Creating a java.util.Date object using GregorianCalendar

Given three primitive integers representing day, month and year and constructing a java.util.Date object used to be so easy in the JDK 1.0 days. But now the setDay(), setMonth(), and setYear() methods have been deprecated in favour of using Calendar object - presumably to incorporate the various calendaring systems around the world.

Looking through the JDK 1.3.1 specification shows two valid constructors for a Date object: a default constructor, and one that takes a timestamp in milliseconds. Obviously any Calendar object needs to be able to convert a date into a timestamp so we can properly instantiate a Date object - this is done by the getTime() method.

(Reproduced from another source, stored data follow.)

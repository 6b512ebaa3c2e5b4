//! Topic mentions, the one unchained fact table.
//!
//! Topic keys come from an external extractor. A mention ties a paragraph to
//! a key; topics are deduplicated by key and keep a running mention count.

use std::collections::{BTreeMap, HashMap};

use serde::{Deserialize, Serialize};

#[derive(Debug, Clone, PartialEq, Eq, Serialize, Deserialize)]
pub struct Topic {
  pub key:      String,
  pub mentions: u32,
}

#[derive(Debug, Clone, PartialEq, Eq, Serialize, Deserialize)]
pub struct TopicMention {
  pub apara_id:  i32,
  pub topic_key: String,
}

#[derive(Debug, Clone, Default)]
pub struct TopicTable {
  counts:  BTreeMap<String, u32>,
  /// Keys per paragraph, in the order they were mentioned.
  by_para: HashMap<i32, Vec<String>>,
}

impl TopicTable {
  pub fn contains(&self, mention: &TopicMention) -> bool {
    self
      .by_para
      .get(&mention.apara_id)
      .is_some_and(|keys| keys.contains(&mention.topic_key))
  }

  /// Record a mention and return the topic with its updated count.
  pub(crate) fn insert(&mut self, mention: &TopicMention) -> Topic {
    let count = self.counts.entry(mention.topic_key.clone()).or_default();
    *count += 1;
    self
      .by_para
      .entry(mention.apara_id)
      .or_default()
      .push(mention.topic_key.clone());
    Topic { key: mention.topic_key.clone(), mentions: *count }
  }

  pub fn topic(&self, key: &str) -> Option<Topic> {
    self
      .counts
      .get(key)
      .map(|&mentions| Topic { key: key.to_owned(), mentions })
  }

  /// Topics mentioned by `apara_id`; empty if none.
  pub fn for_paragraph(&self, apara_id: i32) -> Vec<Topic> {
    self
      .by_para
      .get(&apara_id)
      .into_iter()
      .flatten()
      .filter_map(|key| self.topic(key))
      .collect()
  }

  pub fn has_mentions(&self, apara_id: i32) -> bool {
    self.by_para.contains_key(&apara_id)
  }

  /// All topics, most mentioned first.
  pub fn ranked(&self) -> Vec<Topic> {
    let mut topics: Vec<Topic> = self
      .counts
      .iter()
      .map(|(key, &mentions)| Topic { key: key.clone(), mentions })
      .collect();
    topics.sort_by(|a, b| b.mentions.cmp(&a.mentions).then_with(|| a.key.cmp(&b.key)));
    topics
  }
}
use std::path::PathBuf;

use gavel_core::action;

use super::{GlobalArgs, SubcmdResult};

#[derive(Debug, clap::Args)]
pub struct Args {
    #[arg()] // positional argument
    pub dir: Option<PathBuf>,
}

pub fn exec(args: &Args, _global_args: &GlobalArgs) -> SubcmdResult {
    let dir = args.dir.clone().unwrap_or_else(|| PathBuf::from("."));
    action::init_judge_root(&dir)?;
    println!(
        "Initialized judge root in {}",
        dir.to_string_lossy()
    );
    Ok(())
}
use std::time::Duration;

use strum::Display;

/// Per-test outcome. The set is closed: everything that consumes a verdict
/// matches on it exhaustively, so widening it is a compile error everywhere.
#[derive(Debug, Clone, Copy, PartialEq, Eq, Hash, Display)]
pub enum Verdict {
    Correct,
    WrongAnswer,
    TimeExceeded,
    OutputMissing,
}

impl Verdict {
    pub fn is_correct(self) -> bool {
        matches!(self, Self::Correct)
    }
}

/// Resolved outcome of a single test case.
#[derive(Debug, Clone, Copy, PartialEq, Eq)]
pub struct TestReport {
    /// 1-based position in pairing order.
    pub ord: usize,
    pub verdict: Verdict,
    /// Wall-clock time of the run; the full time limit for `TimeExceeded`.
    pub execution_time: Duration,
}
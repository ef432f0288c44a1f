pub mod comparator;
pub mod compiler;
pub mod scorer;
pub mod supervisor;
pub mod testcase;
pub mod verdict;

pub use comparator::*;
pub use compiler::*;
pub use scorer::*;
pub use supervisor::*;
pub use testcase::*;
pub use verdict::*;
use std::path::Path;

use anyhow::Context as _;

use super::verdict::Verdict;

/// Byte-for-byte comparison of the produced output against the groundtruth.
/// No normalization of whitespace, trailing newlines, or encoding.
///
/// A missing produced-output file is a verdict (`OutputMissing`), not an
/// error. A missing groundtruth file is an internal error: the orchestrator
/// materialized it just before the run.
pub async fn compare(expected: &Path, actual: &Path) -> anyhow::Result<Verdict> {
    let produced = match tokio::fs::read(actual).await {
        Ok(bytes) => bytes,
        Err(e) if e.kind() == std::io::ErrorKind::NotFound => {
            return Ok(Verdict::OutputMissing);
        }
        Err(e) => {
            return Err(e).with_context(|| {
                format!("Failed to read produced output '{}'", actual.to_string_lossy())
            });
        }
    };

    let groundtruth = tokio::fs::read(expected).await.with_context(|| {
        format!(
            "Failed to read expected output '{}'",
            expected.to_string_lossy(),
        )
    })?;

    if produced == groundtruth {
        Ok(Verdict::Correct)
    } else {
        Ok(Verdict::WrongAnswer)
    }
}
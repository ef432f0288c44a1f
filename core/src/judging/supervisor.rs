use std::{
    path::Path,
    process::{ExitStatus, Stdio},
    time::Duration,
};

use anyhow::Context as _;
use tokio::{
    process::Command,
    time::{timeout, Instant},
};

/// Result of one supervised run of the submitted executable.
#[derive(Debug, Clone, Copy, PartialEq, Eq)]
pub enum Execution {
    /// Exited on its own before the deadline. The exit status is informative
    /// only; it does not decide the verdict.
    Completed {
        exit_status: ExitStatus,
        elapsed: Duration,
    },
    /// Still running at the deadline; forcibly terminated.
    TimedOut,
}

/// Runs the compiled executable with a wall-clock deadline. No memory, CPU,
/// or syscall confinement is applied.
#[derive(Debug, Clone)]
pub struct Supervisor {
    time_limit: Duration,
}

impl Supervisor {
    pub fn new(time_limit: Duration) -> Self {
        Self { time_limit }
    }

    pub fn time_limit(&self) -> Duration {
        self.time_limit
    }

    /// Launches `executable` with no arguments and no stdin, with `workdir`
    /// as its working directory, and waits until it exits or the deadline
    /// passes, whichever comes first. A child still running at the deadline
    /// is killed. No child outlives this call on any return path.
    pub async fn run(&self, executable: &Path, workdir: &Path) -> anyhow::Result<Execution> {
        let mut child = Command::new(executable)
            .current_dir(workdir)
            .stdin(Stdio::null())
            .stdout(Stdio::null())
            .stderr(Stdio::null())
            .kill_on_drop(true)
            .spawn()
            .with_context(|| format!("Failed to spawn '{}'", executable.to_string_lossy()))?;

        let started = Instant::now();
        match timeout(self.time_limit, child.wait()).await {
            Ok(Ok(exit_status)) => Ok(Execution::Completed {
                exit_status,
                elapsed: started.elapsed(),
            }),
            Ok(Err(e)) => {
                child
                    .kill()
                    .await
                    .unwrap_or_else(|e| log::warn!("Failed to kill submission process: {:#}", e));
                Err(e).context("Failed to wait for submission process")
            }
            Err(_) => {
                child
                    .kill()
                    .await
                    .unwrap_or_else(|e| log::warn!("Failed to kill TLE process: {:#}", e));
                Ok(Execution::TimedOut)
            }
        }
    }
}

#[cfg(test)]
mod test {
    use super::*;
    use std::path::PathBuf;

    fn workdir(tag: &str) -> PathBuf {
        let dir =
            std::env::temp_dir().join(format!("gavel-supervisor-{}-{}", tag, std::process::id()));
        let _ = std::fs::remove_dir_all(&dir);
        std::fs::create_dir_all(&dir).unwrap();
        dir
    }

    #[cfg(unix)]
    fn executable_script(dir: &Path, body: &str) -> PathBuf {
        use std::os::unix::fs::PermissionsExt;

        let path = dir.join("prog.sh");
        std::fs::write(&path, format!("#!/bin/sh\n{}\n", body)).unwrap();
        let mut perm = std::fs::metadata(&path).unwrap().permissions();
        perm.set_mode(0o755);
        std::fs::set_permissions(&path, perm).unwrap();
        path
    }

    #[tokio::test]
    #[cfg(unix)]
    async fn returns_as_soon_as_the_process_exits() {
        let dir = workdir("fast");
        let exe = executable_script(&dir, "exit 0");

        let sup = Supervisor::new(Duration::from_secs(10));
        let started = Instant::now();
        let res = sup.run(&exe, &dir).await.unwrap();

        match res {
            Execution::Completed { exit_status, .. } => assert!(exit_status.success()),
            Execution::TimedOut => panic!("should not time out"),
        }
        assert!(started.elapsed() < Duration::from_secs(5));
        std::fs::remove_dir_all(&dir).unwrap();
    }

    #[tokio::test]
    #[cfg(unix)]
    async fn nonzero_exit_is_still_completed() {
        let dir = workdir("exitcode");
        let exe = executable_script(&dir, "exit 3");

        let sup = Supervisor::new(Duration::from_secs(10));
        let res = sup.run(&exe, &dir).await.unwrap();

        match res {
            Execution::Completed { exit_status, .. } => assert_eq!(exit_status.code(), Some(3)),
            Execution::TimedOut => panic!("should not time out"),
        }
        std::fs::remove_dir_all(&dir).unwrap();
    }

    #[tokio::test]
    #[cfg(unix)]
    async fn kills_the_process_at_the_deadline() {
        let dir = workdir("tle");
        let exe = executable_script(&dir, "sleep 30");

        let sup = Supervisor::new(Duration::from_millis(200));
        let started = Instant::now();
        let res = sup.run(&exe, &dir).await.unwrap();

        assert_eq!(res, Execution::TimedOut);
        // Deadline plus scheduling overhead, nowhere near the sleep duration.
        assert!(started.elapsed() < Duration::from_secs(5));
        std::fs::remove_dir_all(&dir).unwrap();
    }

    #[tokio::test]
    #[cfg(unix)]
    async fn child_runs_inside_the_given_workdir() {
        let dir = workdir("cwd");
        let exe = executable_script(&dir, "printf hello > res.out");

        let sup = Supervisor::new(Duration::from_secs(10));
        sup.run(&exe, &dir).await.unwrap();

        assert_eq!(std::fs::read(dir.join("res.out")).unwrap(), b"hello");
        std::fs::remove_dir_all(&dir).unwrap();
    }
}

Here's the barebones code needed to convert three integers (stored as Strings) into a valid Date object. Note the data is not validated at this point - my application has already checked the validity of the data right up in the Struts ActionForm. Also months in Java run from 0 through to 11, requiring a -1 on the month parameter.


 String year  = "2004";
 String month = "12";
 String day   = "31";

 GregorianCalendar newGregCal = new GregorianCalendar(
     Integer.parseInt(year),
     Integer.parseInt(month) - 1,
     Integer.parseInt(day)
 );
 Date newDate = new Date(newGregCal.getTime());

The above code looks easy enough, but its a devil of a job getting the code down to something as simple as this.